── DATA PROVIDED

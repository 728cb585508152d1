use alloy::primitives::U256;
use colored::Colorize;
use tracing::{error, info, info_span, Instrument};

use crate::{
    error::{Result, WalletError},
    types::{RunSummary, StepReport, TxKind},
    utils::{random_amount, random_delay},
};

use super::{
    progress::{ProgressManager, StepDisplay},
    transaction::TransactionManager,
    Config,
};

/// Reason reported when a withdrawal finds nothing to unwrap
pub const NO_WETH_BALANCE: &str = "No WETH balance available.";

/// Manages execution of wrap/unwrap steps
pub struct ExecutionManager {
    config: Config,
}

impl ExecutionManager {
    /// Creates a new ExecutionManager
    pub fn new(config: Config) -> Self {
        Self { config }
    }

    fn pick_amount(&self, kind: TxKind) -> Result<U256> {
        let range = self.config.amount_range(kind);
        random_amount(&mut rand::rng(), range.min, range.max)
    }

    /// Executes one wrap or unwrap and prints its outcome.
    ///
    /// A withdrawal with no WETH balance is reported as skipped. A withdrawal whose
    /// random amount reaches the balance unwraps the whole balance and is marked drained.
    pub async fn execute_step(
        &self,
        kind: TxKind,
        index: Option<usize>,
        transaction_manager: &TransactionManager,
        progress_manager: &ProgressManager,
    ) -> Result<StepReport> {
        let span = info_span!("step", %kind, index = index.map(|i| i + 1));
        self.send_step(kind, index, transaction_manager, progress_manager)
            .instrument(span)
            .await
    }

    async fn send_step(
        &self,
        kind: TxKind,
        index: Option<usize>,
        transaction_manager: &TransactionManager,
        progress_manager: &ProgressManager,
    ) -> Result<StepReport> {
        let mut amount = self.pick_amount(kind)?;
        let mut drained = false;

        if kind == TxKind::Withdraw {
            let weth_balance = transaction_manager.get_weth_balance().await?;
            if weth_balance.is_zero() {
                println!("{}", "No WETH balance available. Skipping withdrawal.".bright_red());
                info!("Withdrawal skipped, WETH balance is zero");
                return Ok(StepReport::Skipped {
                    kind,
                    reason: NO_WETH_BALANCE.to_string(),
                });
            }
            if weth_balance <= amount {
                amount = weth_balance;
                drained = true;
            }
        }

        let landed = transaction_manager.build_and_send(kind, amount).await?;

        let weth_balance = transaction_manager.get_weth_balance().await?;
        let eth_balance = transaction_manager.get_eth_balance().await?;

        progress_manager.print_step_success(&StepDisplay {
            kind,
            index,
            amount,
            hash: &landed.hash,
            block_number: landed.block_number,
            timestamp: landed.timestamp,
            weth_balance,
            eth_balance,
        });

        Ok(StepReport::Success {
            kind,
            amount,
            fee: landed.fee,
            weth_balance,
            eth_balance,
            tx_hash: landed.hash,
            block_number: landed.block_number,
            drained,
        })
    }

    /// Runs `count` steps of one kind in this process.
    ///
    /// Failed steps are logged and the batch moves on. A withdraw batch ends early
    /// once the WETH balance is empty or was fully unwrapped.
    pub async fn run_batch(
        &self,
        kind: TxKind,
        count: usize,
        transaction_manager: &TransactionManager,
        progress_manager: &ProgressManager,
    ) -> Result<RunSummary> {
        if count == 0 {
            return Err(WalletError::InvalidCount(format!(
                "The number of {} transactions must be greater than 0",
                kind.to_string().to_lowercase()
            )));
        }

        let mut summary = RunSummary::new();
        for index in 0..count {
            let finished = match self
                .execute_step(kind, Some(index), transaction_manager, progress_manager)
                .await
            {
                Ok(report) => {
                    summary.record(&report);
                    batch_exhausted(&report)
                }
                Err(e) => {
                    error!(%kind, step = index + 1, error = %e, "Step failed");
                    eprintln!("{}", format!("Error during {}: {}", kind.label(), e).red());
                    summary.record_failure();
                    false
                }
            };

            if finished || index + 1 >= count {
                break;
            }

            let delay = random_delay(&mut rand::rng(), self.config.min_delay, self.config.max_delay);
            progress_manager.wait_with_progress(delay).await;
        }

        let weth_balance = transaction_manager.get_weth_balance().await.ok();
        let eth_balance = transaction_manager.get_eth_balance().await.ok();
        progress_manager.print_batch_summary(kind, &summary, weth_balance, eth_balance);

        Ok(summary)
    }
}

/// Whether a report means no further withdrawals can do anything
fn batch_exhausted(report: &StepReport) -> bool {
    match report {
        StepReport::Skipped { .. } => true,
        StepReport::Success { drained, .. } => *drained,
        StepReport::Failed { .. } => false,
    }
}
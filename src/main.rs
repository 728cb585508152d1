//! weth-cycler - randomized WETH wrap/unwrap automation.
//!
//! Without a subcommand an interactive menu asks which run to perform.
//!
//! ```bash
//! # Wrap 5 times with random amounts and delays
//! weth-cycler deposit --count 5
//!
//! # Unwrap 3 times, then wrap 2 times
//! weth-cycler sequential --first withdraw --deposits 2 --withdraws 3
//!
//! # Randomly interleave 4 wraps and 4 unwraps
//! weth-cycler interleave --deposits 4 --withdraws 4
//! ```

use clap::{Parser, Subcommand};
use colored::Colorize;
use std::process::ExitCode;
use tracing::{error, info};
use tracing_appender::{
    non_blocking::WorkerGuard,
    rolling::{RollingFileAppender, Rotation},
};
use tracing_subscriber::{fmt, layer::SubscriberExt, util::SubscriberInitExt, EnvFilter};

use weth_cycler::{
    generate_sequence,
    menu::{Menu, MenuChoice},
    orchestrator::{run_child_step, run_sequential},
    sequence::{format_sequence, longest_streak},
    wallet::progress::print_run_summary,
    Config, Orchestrator, ProcessStepRunner, TxKind, Verbosity, WalletManager,
};

/// Randomized WETH wrap/unwrap automation
#[derive(Parser)]
#[command(name = "weth-cycler")]
#[command(author, version, about, long_about = None)]
struct Cli {
    /// Enable verbose output
    #[arg(short, long, global = true)]
    verbose: bool,

    /// Suppress all log output except errors
    #[arg(short, long, global = true)]
    quiet: bool,

    #[command(subcommand)]
    command: Option<Commands>,
}

#[derive(Subcommand)]
enum Commands {
    /// Wrap ETH (deposit) repeatedly
    Deposit {
        /// Number of transactions (default: DEPOSIT_TX_COUNT)
        #[arg(short, long)]
        count: Option<usize>,
    },

    /// Unwrap WETH (withdraw) repeatedly
    Withdraw {
        /// Number of transactions (default: WITHDRAW_TX_COUNT)
        #[arg(short, long)]
        count: Option<usize>,
    },

    /// Run all of one kind, pause, then all of the other kind
    Sequential {
        /// Kind to run first
        #[arg(short, long, value_enum, default_value = "deposit")]
        first: TxKind,

        /// Number of deposits (default: DEPOSIT_TX_COUNT)
        #[arg(short, long)]
        deposits: Option<usize>,

        /// Number of withdrawals (default: WITHDRAW_TX_COUNT)
        #[arg(short, long)]
        withdraws: Option<usize>,
    },

    /// Run deposits and withdrawals in a random interleaved order
    Interleave {
        /// Number of deposits (default: DEPOSIT_TX_COUNT)
        #[arg(short, long)]
        deposits: Option<usize>,

        /// Number of withdrawals (default: WITHDRAW_TX_COUNT)
        #[arg(short, long)]
        withdraws: Option<usize>,
    },

    /// Execute a single step and report it on stdout
    #[command(hide = true)]
    Step {
        #[arg(value_enum)]
        kind: TxKind,
    },
}

fn setup_logging(verbosity: Verbosity) -> Option<WorkerGuard> {
    let filter = match verbosity {
        Verbosity::Quiet => EnvFilter::new("error"),
        Verbosity::Verbose => EnvFilter::new("debug"),
        Verbosity::Normal => {
            EnvFilter::try_from_default_env().unwrap_or_else(|_| EnvFilter::new("info"))
        }
    };

    let log_dir = dotenv::var("LOG_DIR").unwrap_or_else(|_| "logs".to_string());
    let (file_layer, guard) = match RollingFileAppender::builder()
        .rotation(Rotation::DAILY)
        .filename_prefix("weth-cycler")
        .filename_suffix("log")
        .build(&log_dir)
    {
        Ok(appender) => {
            let (writer, guard) = tracing_appender::non_blocking(appender);
            (
                Some(fmt::layer().json().with_writer(writer)),
                Some(guard),
            )
        }
        Err(_) => (None, None),
    };

    tracing_subscriber::registry()
        .with(filter)
        .with(
            fmt::layer()
                .with_writer(std::io::stderr)
                .with_target(false),
        )
        .with(file_layer)
        .init();

    guard
}

#[tokio::main]
async fn main() -> ExitCode {
    dotenv::dotenv().ok();
    let cli = Cli::parse();
    let verbosity = Verbosity::from_flags(cli.verbose, cli.quiet);
    let _guard = setup_logging(verbosity);

    match run(cli.command, verbosity).await {
        Ok(code) => code,
        Err(e) => {
            error!(error = %e, "Run aborted");
            eprintln!("{}", format!("Error: {}", e).red());
            ExitCode::FAILURE
        }
    }
}

async fn run(command: Option<Commands>, verbosity: Verbosity) -> eyre::Result<ExitCode> {
    let command = match command {
        Some(command) => command,
        None => match tokio::task::spawn_blocking(|| Menu::stdio().prompt()).await? {
            Ok(MenuChoice::Batch { kind, count }) => match kind {
                TxKind::Deposit => Commands::Deposit { count: Some(count) },
                TxKind::Withdraw => Commands::Withdraw { count: Some(count) },
            },
            Ok(MenuChoice::Sequential {
                first,
                deposit_count,
                withdraw_count,
            }) => Commands::Sequential {
                first,
                deposits: Some(deposit_count),
                withdraws: Some(withdraw_count),
            },
            Ok(MenuChoice::Interleave {
                deposit_count,
                withdraw_count,
            }) => Commands::Interleave {
                deposits: Some(deposit_count),
                withdraws: Some(withdraw_count),
            },
            Ok(MenuChoice::Exit) => return Ok(ExitCode::SUCCESS),
            Err(rejection) => {
                println!("{}", rejection.message());
                return Ok(ExitCode::FAILURE);
            }
        },
    };

    match command {
        Commands::Step { kind } => {
            let manager = match Config::from_env() {
                Ok(config) => WalletManager::connect(config).await,
                Err(e) => Err(e),
            };
            Ok(ExitCode::from(run_child_step(manager, kind).await))
        }
        Commands::Deposit { count } => run_batch(TxKind::Deposit, count).await,
        Commands::Withdraw { count } => run_batch(TxKind::Withdraw, count).await,
        Commands::Sequential {
            first,
            deposits,
            withdraws,
        } => {
            let config = Config::from_env()?;
            let deposits = deposits.unwrap_or(config.deposit_tx_count);
            let withdraws = withdraws.unwrap_or(config.withdraw_tx_count);
            info!(%first, deposits, withdraws, "Starting sequential run");

            run_sequential(
                std::env::current_exe()?,
                first,
                deposits,
                withdraws,
                config.sequential_pause,
                verbosity,
            )
            .await?;
            Ok(ExitCode::SUCCESS)
        }
        Commands::Interleave {
            deposits,
            withdraws,
        } => {
            let config = Config::from_env()?;
            let deposits = deposits.unwrap_or(config.deposit_tx_count);
            let withdraws = withdraws.unwrap_or(config.withdraw_tx_count);

            let sequence = generate_sequence(&mut rand::rng(), deposits, withdraws)?;
            println!("\nRandom Transaction Sequence: {}", format_sequence(&sequence));
            info!(
                deposits,
                withdraws,
                longest_streak = longest_streak(&sequence),
                "Starting interleaved run"
            );

            let orchestrator = Orchestrator::new(
                ProcessStepRunner::current_exe()?.with_verbosity(verbosity),
                config.min_delay,
                config.max_delay,
            );
            let summary = orchestrator.execute(&sequence).await;
            print_run_summary(&summary);
            Ok(ExitCode::SUCCESS)
        }
    }
}

async fn run_batch(kind: TxKind, count: Option<usize>) -> eyre::Result<ExitCode> {
    let config = Config::from_env()?;
    let count = count.unwrap_or(config.default_count(kind));

    let manager = WalletManager::connect(config).await?;
    info!(wallet = %manager.address(), %kind, count, "Starting batch");

    println!(
        "\n==================================================\n{} Transaction Started!",
        kind.label()
    );
    manager.run_batch(kind, count).await?;
    Ok(ExitCode::SUCCESS)
}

────

EXERCISE GOAL: Determine how many lines of the material hold "unwraps", and respond with that number only.

RESPONSE BOX: 2